Pernah dengar pepatah yang mengatakan “butuh satu kampung untuk membesarkan seorang anak?” Sepertinya pepatah ini nggak ada salahnya, karena ketika seorang bayi lahir, semua orang termasuk keluarga, teman, kerabat, bergegas datang membawa hadiah, pelukan, dan tentu saja: ciuman sayang.
Namun, pernahkah terpikir kalau kasih sayang itu bisa membawa sesuatu yang lain? Sesuatu yang justru bisa bikin bayi jatuh sakit?
Inilah risiko yang mengintai pada penyakit pernapasan, salah satunya respiratory syncytial virus (RSV). Pada orang dewasa, gejalanya bisa begitu ringan sampai penderitanya tidak sadar sedang sakit. Namun, bagi bayi, ceritanya bisa sangat berbeda.

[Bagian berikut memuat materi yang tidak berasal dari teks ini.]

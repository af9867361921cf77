use std::collections::BTreeSet;
use std::io::Write;
use std::path::{Path, PathBuf};
use std::sync::atomic::{AtomicUsize, Ordering};
use std::sync::Arc;

use arbor_archive::{ArchiveManager, OpenArchive, ValidityCache};
use arbor_classpath::{
    ClasspathContainer, ClasspathEntry, ContainerKind, ContainerPath, InitContext, Initializer,
    ProjectName, ResolutionError,
};
use arbor_config::ArborConfig;
use arbor_core::{ElementKind, Handle};
use arbor_model::{ElementInfo, InfoPayload, Staging, StructuralError, StructureBuilder, TextBuffer};
use arbor_workspace::Workspace;
use zip::write::SimpleFileOptions;
use zip::{CompressionMethod, ZipWriter};

pub const PROJECT: &str = "app";

pub fn project() -> Handle {
    Handle::model().child(ElementKind::Project, PROJECT)
}

pub fn archive_root(jar: &Path) -> Handle {
    project().child(ElementKind::ArchiveRoot, jar.display().to_string())
}

pub fn write_jar(path: &Path, entries: &[(&str, &str)]) {
    let file = std::fs::File::create(path).unwrap();
    let mut zip = ZipWriter::new(file);
    let options = SimpleFileOptions::default().compression_method(CompressionMethod::Stored);
    for (name, text) in entries {
        zip.start_file(*name, options).unwrap();
        zip.write_all(text.as_bytes()).unwrap();
    }
    zip.finish().unwrap();
}

/// Builds a project whose only roots are jar files, reading them through the
/// workspace's own archive manager.
pub struct JarBuilder {
    archives: Arc<ArchiveManager>,
    jars: Vec<PathBuf>,
    builds: AtomicUsize,
}

impl JarBuilder {
    pub fn builds(&self) -> usize {
        self.builds.load(Ordering::SeqCst)
    }

    fn open(&self, root: &Handle) -> Result<Arc<OpenArchive>, StructuralError> {
        self.archives
            .open(Path::new(root.name()), None)
            .map_err(|err| StructuralError::Unreadable {
                handle: root.clone(),
                source: std::io::Error::other(err.to_string()),
            })
    }

    fn root_of(handle: &Handle) -> Result<Handle, StructuralError> {
        handle
            .ancestor_of_kind(ElementKind::ArchiveRoot)
            .ok_or_else(|| StructuralError::NotFound(handle.clone()))
    }

    fn classes(archive: &OpenArchive) -> Vec<(String, String)> {
        archive
            .entry_names()
            .into_iter()
            .filter_map(|name| {
                let stem = name.strip_suffix(".class")?.to_owned();
                Some(match stem.rsplit_once('/') {
                    Some((dir, simple)) => (dir.replace('/', "."), simple.to_owned()),
                    None => (String::new(), stem),
                })
            })
            .collect()
    }
}

impl StructureBuilder for JarBuilder {
    fn build(&self, openable: &Handle, staging: &mut Staging<'_>) -> Result<(), StructuralError> {
        self.builds.fetch_add(1, Ordering::SeqCst);
        match openable.kind() {
            ElementKind::Model => {
                staging.stage(openable.clone(), ElementInfo::new().with_children([project()]));
            }
            ElementKind::Project => {
                let roots = self.jars.iter().map(|jar| archive_root(jar));
                staging.stage(openable.clone(), ElementInfo::new().with_children(roots));
            }
            ElementKind::ArchiveRoot => {
                let archive = self.open(openable)?;
                let packages: BTreeSet<String> =
                    Self::classes(&archive).into_iter().map(|(p, _)| p).collect();
                let children = packages
                    .into_iter()
                    .map(|p| openable.child(ElementKind::Package, p));
                staging.stage(
                    openable.clone(),
                    ElementInfo::new()
                        .with_children(children)
                        .with_payload(InfoPayload::Archive {
                            entry_count: archive.entry_count(),
                        }),
                );
            }
            ElementKind::Package => {
                let archive = self.open(&Self::root_of(openable)?)?;
                let children = Self::classes(&archive)
                    .into_iter()
                    .filter(|(p, _)| p == openable.name())
                    .map(|(_, simple)| openable.child(ElementKind::ClassFile, format!("{simple}.class")));
                staging.stage(
                    openable.clone(),
                    ElementInfo::new()
                        .with_children(children)
                        .with_payload(InfoPayload::Container {
                            non_source_resources: Vec::new(),
                        }),
                );
            }
            ElementKind::ClassFile => {
                staging.check_cancelled()?;
                let archive = self.open(&Self::root_of(openable)?)?;
                let package = openable.parent().map(Handle::name).unwrap_or_default();
                let entry = if package.is_empty() {
                    openable.name().to_owned()
                } else {
                    format!("{}/{}", package.replace('.', "/"), openable.name())
                };
                let bytes = archive
                    .read(&entry)
                    .map_err(|err| StructuralError::Malformed {
                        handle: openable.clone(),
                        message: err.to_string(),
                    })?
                    .ok_or_else(|| StructuralError::NotFound(openable.clone()))?;
                let simple = openable.name().trim_end_matches(".class");
                let ty = openable.child(ElementKind::Type, simple);
                staging.stage(
                    ty.clone(),
                    ElementInfo::new().with_payload(InfoPayload::Member {
                        signature: None,
                        name_range: None,
                    }),
                );
                staging.stage(
                    openable.clone(),
                    ElementInfo::new()
                        .with_children([ty])
                        .with_payload(InfoPayload::Source {
                            timestamp: None,
                            is_structure_known: true,
                        }),
                );
                staging.stage_buffer(Arc::new(TextBuffer::new(
                    openable.clone(),
                    String::from_utf8_lossy(&bytes).into_owned(),
                )));
            }
            _ => return Err(StructuralError::NotFound(openable.clone())),
        }
        Ok(())
    }
}

pub fn jar_workspace(config: ArborConfig, jars: Vec<PathBuf>) -> (Workspace, Arc<JarBuilder>) {
    let archives = Arc::new(ArchiveManager::zip(ValidityCache::with_ttl(
        config.archive_ttl(),
    )));
    let builder = Arc::new(JarBuilder {
        archives: Arc::clone(&archives),
        jars,
        builds: AtomicUsize::new(0),
    });
    let workspace = Workspace::with_archives(config, builder.clone(), archives);
    (workspace, builder)
}

pub fn jre() -> ContainerPath {
    ContainerPath::new("JRE_CONTAINER/JavaSE-17")
}

/// Resolves every container to a single jmod and counts its calls.
#[derive(Default)]
pub struct JreResolver {
    pub calls: AtomicUsize,
}

impl Initializer<ProjectName, ContainerPath, ClasspathContainer> for JreResolver {
    fn initialize(
        &self,
        _owner: &ProjectName,
        path: &ContainerPath,
        _cx: &InitContext<'_, ProjectName, ContainerPath, ClasspathContainer>,
    ) -> Result<Option<ClasspathContainer>, ResolutionError> {
        self.calls.fetch_add(1, Ordering::SeqCst);
        Ok(Some(ClasspathContainer::new(
            path.clone(),
            ContainerKind::DefaultSystem,
            vec![ClasspathEntry::Jmod(PathBuf::from("/jdk/jmods/java.base.jmod"))],
        )))
    }
}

Selama ini banyak orang mengira hanya bayi prematur atau yang punya penyakit bawaan yang bisa terkena RSV parah. Tapi riset baru membalik anggapan itu. Studi menyebut bahwa bayi sehat yang lahir cukup bulan pun bisa sakit parah, hingga perlu perawatan intensif dan rawat inap lama.
Penelitian berskala besar yang terbit di jurnal The Lancet Regional Health - Europe, menganalisis data lebih dari 2,3 juta anak di Swedia yang lahir antara 2001 hingga 2022. Dari jumlah itu, sekitar 1,7 persen didiagnosis RSV, dan 12 persen di antaranya (4.621 anak) mengalami kondisi serius.
Menariknya, usia rata-rata bayi yang paling sakit dan membutuhkan perawatan intensif adalah di bawah dua bulan, dan sebagian besar sebenarnya tidak punya masalah kesehatan lain sebelumnya.
Studi ini juga menemukan faktor risiko tambahan, seperti bayi yang lahir di musim dingin memiliki risiko tiga kali lipat, lalu bayi dengan saudara kandung berusia di bawah tiga tahun juga lebih rentan, dan bayi dengan berat badan lahir rendah punya risiko empat kali lipat.
“Kami tahu bahwa penyakit bawaan meningkatkan risiko infeksi RSV parah, dan anak-anak inilah yang selama ini jadi target utama pencegahan,” jelas Samuel Rhedin, dokter anak di Sachs’ Children and Youth Hospital sekaligus peneliti di Karolinska Institutet, sebagaimana dikutip IFLScience.
“Namun studi ini menunjukkan banyak bayi yang perlu perawatan intensif akibat RSV justru sebelumnya sehat. Dengan adanya obat pencegahan yang lebih baik, definisi kelompok berisiko kini diperluas sehingga bayi sehat pun bisa mendapat perlindungan saat musim RSV,” tambahnya.
Kabar baiknya, angka rawat inap akibat RSV pada bayi mulai menurun sejak vaksin RSV tersedia secara luas.
Perjalanan seorang bayi setelah lahir tidak mudah. Mereka memang mendapat sedikit kekebalan dari ibunya, tapi tubuh mungil itu masih harus berhadapan dengan banyak penyakit baru yang asing baginya.
Itulah sebabnya, sebagian dokter menyarankan untuk tidak mencium bayi baru lahir, terutama di area mulut dan hidung. Risiko penularannya bisa dari RSV maupun virus menular lain, seperti herpes simpleks yang dapat menular lewat luka sariawan di sekitar bibir orang dewasa, dan bisa berakibat sangat serius pada bayi.
Untuk alasan ini, sebaiknya hindari mengunjungi bayi jika sedang sakit. Kalau ingin menunjukkan kasih sayang? Seperti saran Primrose Freestone, profesor mikrobiologi klinis di University of Leicester, lebih baik jangan cium dekat wajah bayi. Cukup cium lembut di bagian belakang kepala, atau yang paling aman, goda dengan mencubit gemas kaus kaki mungilnya.